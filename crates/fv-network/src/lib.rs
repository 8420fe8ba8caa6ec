//! Network configuration engine (spec §4.5, component C5): the procedure the
//! lifecycle engine drives after phase 2 of instance creation to take a
//! freshly-provisioned instance from "the adapter reported some address" to
//! "static IP bound, bandwidth capped, ports mapped, firewall opened, IPv6
//! wired up". Each step ships a small script over `fv_ssh::SshPool` rather
//! than running it locally; the adapter-call backoff loops use a hand-rolled
//! poll-with-growing-delay since `fv_core::retry::retry`'s closure is
//! synchronous and can't `.await` an adapter call.

pub mod bandwidth;
pub mod ipv6;
pub mod port_mapping;

use std::collections::HashSet;
use std::sync::Arc;
use std::time::Duration;

use fv_core::error::CoreError;
use fv_core::model::{Instance, InstanceType, PortMapping, PortMappingMethod, Provider};
use fv_provider::{NodeConfig, ProviderAdapter};
use fv_ssh::SshPool;
use fv_storage::Storage;
use tracing::{info, instrument, warn};

/// Per-instance-type timeouts and NIC discovery order (spec §4.5 steps 1, 2, 9).
struct Profile {
    nic_candidates: &'static [&'static str],
    ipv4_discovery_attempts: u32,
    ready_attempts: u32,
    ready_initial_delay: Duration,
    ready_max_delay: Duration,
}

fn profile_for(instance_type: InstanceType) -> Profile {
    match instance_type {
        InstanceType::Container => Profile {
            nic_candidates: &["eth0"],
            ipv4_discovery_attempts: 3,
            ready_attempts: 10,
            ready_initial_delay: Duration::from_secs(5),
            ready_max_delay: Duration::from_secs(5),
        },
        InstanceType::Vm => Profile {
            nic_candidates: &["enp5s0", "eth0"],
            ipv4_discovery_attempts: 8,
            ready_attempts: 8,
            ready_initial_delay: Duration::from_secs(15),
            ready_max_delay: Duration::from_secs(25),
        },
    }
}

/// Drives the stop/bind/start procedure over a provider's pooled SSH
/// connection; instance-lifecycle verbs (restart/start/stop/status) still go
/// through the [`ProviderAdapter`] so each hypervisor family can translate
/// them its own way.
pub struct NetworkConfigurator<S: Storage> {
    storage: Arc<S>,
    ssh: Arc<SshPool>,
}

impl<S: Storage> NetworkConfigurator<S> {
    pub fn new(storage: Arc<S>, ssh: Arc<SshPool>) -> Self {
        Self { storage, ssh }
    }

    /// Runs all eleven steps against an instance whose row already exists
    /// (phase 3 of create has already persisted it), updating its `private_ip`
    /// / `public_ipv6` fields as discovery proceeds.
    #[instrument(skip(self, adapter), fields(instance_id = %instance_id, provider_id = %provider.id))]
    pub async fn configure(
        &self,
        adapter: &dyn ProviderAdapter,
        provider: &Provider,
        node: &NodeConfig,
        instance_id: &str,
        internal_ip: &str,
    ) -> Result<(), CoreError> {
        let mut instance = self.storage.get_instance(instance_id).await?;
        let profile = profile_for(instance.instance_type);

        // Step 1: restart to force DHCP; fall back to a best-effort start.
        if adapter.restart_instance(&provider.id, instance_id).await.is_err() {
            warn!(instance_id, "network restart failed, falling back to start");
            adapter.start_instance(&provider.id, instance_id).await?;
        }

        // Step 2: discover IPv4 with growing backoff.
        let discovered_ip = discover_ipv4(adapter, &provider.id, instance_id, &profile).await?;

        // Step 3: discover the host IP (literal endpoint, else DNS A lookup).
        let host_ip = resolve_host_ip(&provider.endpoint)?;
        info!(host_ip, "resolved provider host address");

        // Step 4: stop and poll for STOPPED.
        adapter.stop_instance(&provider.id, instance_id).await?;
        wait_for_status(adapter, &provider.id, instance_id, "stopped", 6, Duration::from_secs(5)).await?;

        // Step 5: bandwidth cap on the primary NIC (falls back to eth0).
        let device = self.discover_device(node, profile.nic_candidates)?;
        let cap = bandwidth::effective_cap_mbps(instance.resources.bandwidth_mbps, provider);
        self.ssh.exec_stdout(&node.ssh, &bandwidth::shape_command(device.as_deref(), cap))?;

        // Step 6: bind the static internal IP to the NIC device.
        let dev = device.as_deref().unwrap_or("eth0");
        self.ssh
            .exec_stdout(&node.ssh, &format!("ip addr replace {internal_ip}/24 dev {dev}"))?;

        // Step 7: port mapping.
        let method = PortMappingMethod::effective_v4(provider.ipv4_port_mapping_method, provider.network_type);
        let active_ports = self.storage.list_active_ports(&provider.id).await?;
        for mapping in active_ports.iter().filter(|p| p.instance_id == instance_id) {
            self.apply_port_mapping(node, method, &instance.name, internal_ip, mapping)?;
        }

        // Step 8: start.
        adapter.start_instance(&provider.id, instance_id).await?;

        // Step 9: wait for readiness, growing the delay up to the profile's cap.
        wait_for_status_growing(adapter, &provider.id, instance_id, "running", &profile).await?;

        // Step 10: open firewall ports on the host.
        self.open_firewall(node, &instance)?;

        // Step 11: IPv6 subroutine, if this network type wants it.
        if provider.network_type.wants_ipv6() {
            self.configure_ipv6(node, &mut instance)?;
        }

        instance.private_ip = Some(discovered_ip);
        self.storage.upsert_instance(instance).await?;
        Ok(())
    }

    fn discover_device(&self, node: &NodeConfig, candidates: &[&str]) -> Result<Option<String>, CoreError> {
        for candidate in candidates {
            let out = self.ssh.exec(&node.ssh, &format!("ip link show {candidate}"))?;
            if out.success() {
                return Ok(Some((*candidate).to_string()));
            }
        }
        Ok(None)
    }

    fn apply_port_mapping(
        &self,
        node: &NodeConfig,
        method: PortMappingMethod,
        instance_name: &str,
        internal_ip: &str,
        mapping: &PortMapping,
    ) -> Result<(), CoreError> {
        for cmd in port_mapping::apply_commands(method, instance_name, internal_ip, mapping) {
            self.ssh.exec_stdout(&node.ssh, &cmd)?;
        }
        Ok(())
    }

    fn open_firewall(&self, node: &NodeConfig, instance: &Instance) -> Result<(), CoreError> {
        if let Some(port) = instance.ssh_port {
            self.ssh.exec_stdout(
                &node.ssh,
                &format!(
                    "iptables -C INPUT -p tcp --dport {port} -j ACCEPT 2>/dev/null || \
                     iptables -A INPUT -p tcp --dport {port} -j ACCEPT"
                ),
            )?;
        }
        Ok(())
    }

    fn configure_ipv6(&self, node: &NodeConfig, instance: &mut Instance) -> Result<(), CoreError> {
        let appended = self
            .ssh
            .exec_stdout(&node.ssh, "cat /etc/fleetvisor/ipv6_appended_addresses.txt 2>/dev/null || true")?;
        let used = HashSet::new();
        let Some(external) = ipv6::next_external_address(&appended, &used) else {
            warn!(instance_id = %instance.id, "ipv6 address pool exhausted");
            return Ok(());
        };
        let internal = instance.ipv6_address.clone().unwrap_or_default();
        if internal.is_empty() {
            return Ok(());
        }
        ipv6::apply(
            &self.ssh,
            &node.ssh,
            &[ipv6::Ipv6NatRule {
                external: external.clone(),
                internal,
            }],
        )?;
        instance.public_ipv6 = Some(external);
        Ok(())
    }
}

/// Step 2: poll `get_instance_ipv4`, treating `Ok(None)` (interface not up
/// yet) the same as a transient error, growing the delay by 50ms per attempt.
async fn discover_ipv4(
    adapter: &dyn ProviderAdapter,
    provider_id: &str,
    instance_id: &str,
    profile: &Profile,
) -> Result<String, CoreError> {
    let mut delay = Duration::from_millis(200);
    for attempt in 1..=profile.ipv4_discovery_attempts.max(3) {
        if let Some(ip) = adapter.get_instance_ipv4(provider_id, instance_id).await? {
            return Ok(ip);
        }
        if attempt < profile.ipv4_discovery_attempts {
            tokio::time::sleep(delay).await;
            delay += Duration::from_millis(150);
        }
    }
    Err(CoreError::Timeout {
        operation: "discover_ipv4".to_string(),
        elapsed_secs: 0,
    })
}

async fn wait_for_status(
    adapter: &dyn ProviderAdapter,
    provider_id: &str,
    instance_id: &str,
    want: &str,
    attempts: u32,
    delay: Duration,
) -> Result<(), CoreError> {
    for attempt in 1..=attempts {
        let remote = adapter.get_instance(provider_id, instance_id).await?;
        if remote.status.eq_ignore_ascii_case(want) {
            return Ok(());
        }
        if attempt < attempts {
            tokio::time::sleep(delay).await;
        }
    }
    Err(CoreError::Timeout {
        operation: format!("wait_for_{want}"),
        elapsed_secs: attempts as u64 * delay.as_secs(),
    })
}

/// Step 9: same shape as [`wait_for_status`], but the delay itself grows each
/// attempt up to `profile.ready_max_delay` (spec: "growing to 25 s" for VMs).
async fn wait_for_status_growing(
    adapter: &dyn ProviderAdapter,
    provider_id: &str,
    instance_id: &str,
    want: &str,
    profile: &Profile,
) -> Result<(), CoreError> {
    let mut delay = profile.ready_initial_delay;
    for attempt in 1..=profile.ready_attempts {
        let remote = adapter.get_instance(provider_id, instance_id).await?;
        if remote.status.eq_ignore_ascii_case(want) {
            return Ok(());
        }
        if attempt < profile.ready_attempts {
            tokio::time::sleep(delay).await;
            delay = (delay * 2).min(profile.ready_max_delay);
        }
    }
    Err(CoreError::Timeout {
        operation: format!("wait_for_{want}"),
        elapsed_secs: profile.ready_attempts as u64 * profile.ready_initial_delay.as_secs(),
    })
}

/// Host IP resolution order (spec §4.5 step 3): a literal dotted-quad
/// `endpoint` is used as-is; otherwise it's resolved as a DNS A record.
/// `provider.port_ip` from the conceptual spec has no counterpart on this
/// model's `Provider` row (see DESIGN.md), so the endpoint itself is the only
/// source tried before the host-side `ip addr` fallback the original
/// procedure describes.
fn resolve_host_ip(endpoint: &str) -> Result<String, CoreError> {
    if endpoint.parse::<std::net::Ipv4Addr>().is_ok() {
        return Ok(endpoint.to_string());
    }
    use std::net::ToSocketAddrs;
    (endpoint, 0_u16)
        .to_socket_addrs()
        .ok()
        .and_then(|mut addrs| addrs.find(|a| a.is_ipv4()))
        .map(|a| a.ip().to_string())
        .ok_or_else(|| CoreError::ValidationFailed {
            reason: format!("could not resolve provider endpoint {endpoint:?}"),
        })
}

#[cfg(test)]
mod tests {
    use super::*;

    #[test]
    fn resolve_host_ip_accepts_a_literal_address() {
        assert_eq!(resolve_host_ip("10.0.0.5").unwrap(), "10.0.0.5");
    }

    #[test]
    fn resolve_host_ip_rejects_unresolvable_names() {
        assert!(resolve_host_ip("this-host-does-not-exist.invalid").is_err());
    }

    #[test]
    fn container_profile_uses_eth0_only() {
        let p = profile_for(InstanceType::Container);
        assert_eq!(p.nic_candidates, &["eth0"]);
    }

    #[test]
    fn vm_profile_tries_enp5s0_before_eth0_and_grows_to_25s() {
        let p = profile_for(InstanceType::Vm);
        assert_eq!(p.nic_candidates, &["enp5s0", "eth0"]);
        assert_eq!(p.ready_max_delay, Duration::from_secs(25));
    }
}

━━━━━━━━

**Task prompt**:
Filter the records for lines holding the string "struct". Copy each one.

**Answer area**:
struct Profile {
pub struct NetworkConfigurator<S: Storage> {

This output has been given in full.